In this action concerning a dispute over the terms of a series of three agreements between plaintiff Hartree Partners, LP, a steel trader, and defendant Esmark Steel Group-Midwest, LLC, a steel buyer and distributor, for the purchase of steel through plaintiff for shipment from Vietnam to the Midwestern United States, neither party established its entitlement to summary judgment on its motion. There is a triable issue of fact as to whether the agreements are limited only to plaintiff's price quote and defendant's purchase orders, or whether plaintiff's confirmation, along with the sales contracts incorporating general terms and conditions, constituted the parties' agreement.
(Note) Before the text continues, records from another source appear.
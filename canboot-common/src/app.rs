// SPDX-License-Identifier: MIT
// Copyright (c) 2026 ADNT Sarl <info@adnt.io>

//! Application-side helpers to hand control back to the bootloader.
//!
//! An application that receives a firmware-update request leaves a
//! [`JumpCommand::Stay`] record in RAM and resets; the bootloader then stays
//! in the CAN protocol loop without a countdown.

use crate::jumper::{JumpCommand, JumpRecord};
use crate::protocol::JUMP_RECORD_ADDR;

/// Leave `command` for the next boot and reset.
pub fn restart_with(command: JumpCommand) -> ! {
    unsafe {
        JumpRecord::new(command).write_to(JUMP_RECORD_ADDR);
    }

    // Small delay to ensure write completes
    cortex_m::asm::delay(100_000);

    cortex_m::peripheral::SCB::sys_reset();
}

/// Reset into the bootloader and stay there.
pub fn restart_to_bootloader() -> ! {
    restart_with(JumpCommand::Stay)
}

/// Reset and let the bootloader jump to the image at `address`.
pub fn restart_to_application(address: u32) -> ! {
    restart_with(JumpCommand::Jump(address))
}

/// Reset with no command: the bootloader runs its countdown.
pub fn reboot() -> ! {
    cortex_m::peripheral::SCB::sys_reset();
}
Whether a price quote is considered an offer is a question of fact dependent on the nature, conduct and circumstances surrounding the transaction (Gerard Lollo & Sons v Stern, 168 AD2d 606, 606 [2d Dept 1990]), and the record does not resolve the issue here. Defendant failed to eliminate all triable issues of fact with respect to whether the price quote was an offer, as generally, price quote-offers include not just a unit price, but also a quantity (cf. Robert Bosch Corp. v ASC Inc., 195 Fed Appx 503, 506 [6th Cir 2006]; Rochester Plumbing Supply Co. v A. Burgart, Inc., 49 AD2d 78, 79-82 [4th Dept 1975]).

Similarly, the record presents a triable issue of fact as to whether defendant accepted the terms of the sales contracts attached to plaintiff's confirmations. No unequivocal evidence supports plaintiff's argument that defendant's silence bound it to plaintiff's general terms and conditions, which materially altered the parties' understanding (see Uniform Commercial Code § 2-207[2][b]; Matter of Albrecht Chemical Co. [Anderson Trading Corp.], 298 NY 437, 440-441 [1949]). Defendant's president's deposition testimony shows that there was a considerable amount of ambiguity as to what terms defendant accepted. Although plaintiff's practice was to email a contract sometime after the parties agreed to a sale, viewed in the light most favorable to defendant, there is a triable issue as to whether defendant regarded plaintiff's general terms and conditions as binding, and there was no history of either party invoking general terms and conditions or the other terms attached to the confirmations during their business relationship.

A triable issue also exists as to whether defendant's attempt to negotiate a lower price based on changed market conditions amounted [*2]to an overt communication of intent to repudiate the agreement. Defendant's CEO disputed plaintiff's characterization that he presented the lower pricing proposal as a take-it-or-leave-it demand that plaintiff lower the price (see Uniform Commercial Code § 2-610, Comment 2; Tenavision Inc. v Neuman, 45 NY2d 145, 150 [1978]) or as an "absolute and unequivocal refusal to perform or a clear indication of the inability" to perform (see e.g. O'Connor v Sleasman, 14 AD3d 986, 988 [3d Dept 2005], lv denied 9 NY3d 806 [2007]; Matter of Express Indus. & Term. Corp. v New York State Dept. of Transp., 252 AD2d 376, 379-380 [1st Dept 1998] revd on other grounds 93 NY2d 584 [1999]).

Supreme Court also correctly denied plaintiff's motion insofar as it sought summary judgment dismissing defendant's counterclaim for breach of contract. Testimony by plaintiff's head of credit raised a triable issue of fact as to whether plaintiff, alarmed by defendant's financial instability and by plaintiff's credit insurer's failure to cover the entire purchase, decided to renege on the parties' agreement by refusing to release the steel deliveries (see Norcon Power Partners v Niagara Mohawk

Power Corp., 92 NY2d 458, 463 [1998]).

We have considered the parties remaining contentions and find them unavailing.

THIS CONSTITUTES THE DECISION AND ORDER

OF THE SUPREME COURT, APPELLATE DIVISION, FIRST DEPARTMENT.